Dès que la veuve Kaplan partait vers son asile, une discussion vive commençait entre mes parents et grand-mère.

- Quelle honte de faire ça à soixante-dix ans, après la mort de son mari ! disait grand-mère.
- Elle ne fait de mal à personne, la pauvre, ajoutait maman.
- Quelle pauvre ! Ne l'as-tu pas vue ? Elle resplendit de joie, la dégénérée ! s'enflammait grand-mère.
- Il n'y a pas d'âge pour l'amour, commentait mon père d'un air rêveur.

Après ces paroles, maman changeait tout de suite d'attitude :

- Ça te fait envie ? Tu attends que je meure pour en trouver une autre ?
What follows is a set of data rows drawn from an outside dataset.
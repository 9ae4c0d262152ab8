use std::sync::Arc;

use rayon::prelude::*;
use serde::{Deserialize, Serialize};
use tracing::debug;

use crate::{
    query::{LongestShape, longest_shape},
    repository::{RouteIndex, ShapeIndex},
};

/// Route picked by a stop-name search, together with the shape it is drawn with.
#[derive(Debug, Clone, PartialEq, Eq, Serialize, Deserialize)]
pub struct RouteMatch {
    pub route_id: Arc<str>,
    pub shape: LongestShape,
}

/// Routes that serve both places: some stop name contains `origin` and
/// some, possibly different, stop name contains `destination`.
///
/// Matching is case-insensitive substring containment, so an empty string
/// matches every stop. Results keep the index's first-seen route order.
pub fn find_matching_routes(origin: &str, destination: &str, routes: &RouteIndex) -> Vec<Arc<str>> {
    let origin = origin.trim().to_lowercase();
    let destination = destination.trim().to_lowercase();
    routes
        .routes()
        .par_iter()
        .filter(|route| route.has_stop_containing(&origin) && route.has_stop_containing(&destination))
        .map(|route| route.id.clone())
        .collect()
}

/// Among `matching`, the route whose longest shape has the fewest points.
///
/// Point count stands in for trip length here. It is not a geographic
/// distance: a densely sampled short route can lose to a sparse long one.
/// Ties keep the route listed first; routes without a resolvable shape are
/// skipped.
pub fn shortest_among_matches(
    matching: &[Arc<str>],
    routes: &RouteIndex,
    shapes: &ShapeIndex,
) -> Option<Arc<str>> {
    shortest_match(matching, routes, shapes).map(|found| found.route_id)
}

/// Full stop-name search as the map front end runs it. Two blank inputs are
/// answered with `None` straight away instead of matching every route; a
/// single blank input still acts as a wildcard.
pub fn search_route(
    origin: &str,
    destination: &str,
    routes: &RouteIndex,
    shapes: &ShapeIndex,
) -> Option<RouteMatch> {
    if origin.trim().is_empty() && destination.trim().is_empty() {
        return None;
    }
    let matching = find_matching_routes(origin, destination, routes);
    debug!(
        "{} routes serve {origin:?} and {destination:?}",
        matching.len()
    );
    shortest_match(&matching, routes, shapes)
}

fn shortest_match(
    matching: &[Arc<str>],
    routes: &RouteIndex,
    shapes: &ShapeIndex,
) -> Option<RouteMatch> {
    let mut shortest: Option<RouteMatch> = None;
    for route_id in matching {
        let Some(shape) = longest_shape(route_id, routes, shapes) else {
            continue;
        };
        let is_shorter = match &shortest {
            Some(current) => shape.coordinate_count < current.shape.coordinate_count,
            None => true,
        };
        if is_shorter {
            shortest = Some(RouteMatch {
                route_id: route_id.clone(),
                shape,
            });
        }
    }
    shortest
}
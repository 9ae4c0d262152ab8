#![allow(dead_code)]

use std::{
    fs,
    io::Write,
    path::{Path, PathBuf},
    sync::Arc,
};

use ets_tracker::prelude::*;

pub const TRIPS: &str = "\
route_id,service_id,trip_id,trip_headsign,direction_id,block_id,shape_id
7,wkd,7-1,\"Downtown\",0,b1,s1
7,wkd,7-2,\"University\",1,b1,s2
7,wkd,7-3,\"Downtown\",0,b2,s1
9,wkd,9-1,\"DOWNTOWN\",0,b3,s3
9,wkd,9-2,\"University Transit Centre\",1,b3,s3
4,sat,4-1,\"Capilano\",0,b4,s4
";

/// Rows 1 and 3 name the same location spelled differently.
pub const TRAFFIC_DISRUPTIONS: &str = "\
id,title,street,direction,impact,end_date,end_year,details,geometry_point
1,Closure,Jasper Ave,EB,Lane,\"Dec 1, 2025\",none,POINT (-113.5 53.5)
2,Closure,Whyte Ave,WB,Full,\"Feb 3, 2025\",none,POINT (-113.49 53.51)
3,Closure,Jasper Ave,EB,Lane,\"Mar 9, 2026\",none,POINT (-113.50 53.500)
";

/// Shape dataset with `s1` = 5 points, `s2` = 12, `s3` = 8 and `s4` = 3.
pub fn shapes_text() -> String {
    let mut text = String::from("shape_id,shape_pt_lat,shape_pt_lon,shape_pt_sequence\n");
    for (shape_id, count) in [("s1", 5), ("s2", 12), ("s3", 8), ("s4", 3)] {
        for i in 0..count {
            text.push_str(&format!(
                "{shape_id},{},{},{}\n",
                53.5 + i as f64 * 0.001,
                -113.5 - i as f64 * 0.001,
                i + 1
            ));
        }
    }
    text
}

/// Fresh, empty scratch directory for one test.
pub fn scratch_dir(name: &str) -> PathBuf {
    let dir = std::env::temp_dir().join(format!("ets_tracker_{name}"));
    let _ = fs::remove_dir_all(&dir);
    fs::create_dir_all(&dir).unwrap();
    dir
}

/// Writes the three fixture datasets under their default names in `dir`.
pub fn write_datasets(dir: &Path) {
    let config = Config::default();
    fs::write(dir.join(&config.routes_file_name), TRIPS).unwrap();
    fs::write(dir.join(&config.shapes_file_name), shapes_text()).unwrap();
    fs::write(dir.join(&config.disruptions_file_name), TRAFFIC_DISRUPTIONS).unwrap();
}

pub fn write_zip(path: &Path) {
    let config = Config::default();
    let file = fs::File::create(path).unwrap();
    let mut zip = zip::ZipWriter::new(file);
    let options = zip::write::SimpleFileOptions::default();
    for (name, body) in [
        (config.routes_file_name.clone(), TRIPS.to_string()),
        (config.shapes_file_name.clone(), shapes_text()),
        (
            config.disruptions_file_name.clone(),
            TRAFFIC_DISRUPTIONS.to_string(),
        ),
    ] {
        zip.start_file(name, options).unwrap();
        zip.write_all(body.as_bytes()).unwrap();
    }
    zip.finish().unwrap();
}

pub fn indices() -> (RouteIndex, ShapeIndex, DisruptionIndex) {
    (
        RouteIndex::parse(TRIPS).unwrap(),
        ShapeIndex::parse(&shapes_text()).unwrap(),
        DisruptionIndex::parse(TRAFFIC_DISRUPTIONS, &MonthTable::default()).unwrap(),
    )
}

pub fn ids(values: &[Arc<str>]) -> Vec<&str> {
    values.iter().map(|value| &**value).collect()
}

pub fn date(year: i32, month: u32, day: u32) -> chrono::NaiveDate {
    chrono::NaiveDate::from_ymd_opt(year, month, day).unwrap()
}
Aussi longtemps que les amours se passaient loin de chez nous, maman les tolérait, mais il suffisait que papa y songe pour qu'elle devienne encore plus conservatrice que grand-mère. Et pourtant, en présence de la veuve Kaplan, maman se comportait avec douceur et ne lui reprochait pas de goûter à un gâteau qu'on ne mange plus à son âge. Si elle avait de bonnes dents, qu'elle croque !
Et la veuve s'en délectait. Chaque jour elle rayonnait un peu plus. Un dimanche, elle est arrivée chez nous encore plus riante que les autres fois, s'est assise sur le divan rouge de la cuisine et a ouvert son grand sac de paroles par une nouvelle formule :

- Pas besoin de me prévenir à six heures, mon chéri m'a fait cadeau d'une montre.

Et avec fierté, elle nous a montré son poignet. J'étais déçue : sa montre était vieille et usée.

- Mais elle a une histoire, s'est vantée la veuve Kaplan. Mon chéri m'a fourni la plus grande preuve d'amour en me l'offrant.

Cette montre, ayant appartenu à son grand-père, il l'avait reçue en cadeau de son père à la fin des années trente, avant de quitter la patrie pour suivre des études à l'étranger. Il y tenait comme à la prunelle de ses yeux, car entre temps son père était mort. Un jour de pluie, la montre s'était arrêtée. Il fallait remplacer une pièce introuvable ailleurs qu'en Suisse. Il avait entrepris le voyage et y avait déposé sa montre contre un reçu, avec l'intention de revenir un mois plus tard. Mais la deuxième guerre mondiale l'avait obligé à rentrer dans son pays natal, l'Albanie, d'où il ne lui avait plus été possible de sortir. Dans une poche de son costume de jeunesse, il avait gardé le reçu pendant quarante années d'existence dure et solitaire, en tant que fils de riche bourgeois dans un pays communiste. Tous les biens de ses aïeuls avaient été confisqués : il ne lui restait qu'une facture jaunie par le temps, ultime souvenir de sa famille. Elle ne serait peut-être jamais sortie de la poche du vieux costume si un jour, un ancien voisin, désigné par l'Etat pour promouvoir la littérature albanaise lors du Salon du livre en Suisse, ne lui avait offert un service insolite : chercher la boutique de l'horloger et récupérer la montre.
Une semaine plus tard, l'invraisemblable est arrivé. Après avoir traversé le ciel, la montre a atterri dans la main de son propriétaire : elle fonctionnait.

Désormais, elle ornait le poignet de la veuve Kaplan. A la fin du récit, père regardait le ciel en rêvant d'amours interdites et de dons sublimes. Mon frère et ma sœur, étrangement, ne se disputaient plus. Même grand-mère restait coite : elle avait peut-être pardonné à la veuve de vivre hors de son temps.

- Pourquoi pleures-tu ? m'a demandé ma mère qui, exceptionnellement, avait cessé de remuer la soupe.
- Je pleure parce que je veux être vieille !

La veuve Kaplan et grand-mère ont sauté de leur place en même temps : pour la première fois, elles se trouvaient en accord.

- Regarde-moi, a dit grand-mère amèrement. Tu ne veux pas être comme ça, n'est-ce pas ?
- Non, je ne veux pas être comme ça, mais je veux être comme ci !

Et j'ai pointé du doigt la veuve Kaplan. Mes yeux se sont arrêtés sur sa montre : il était déjà six heures.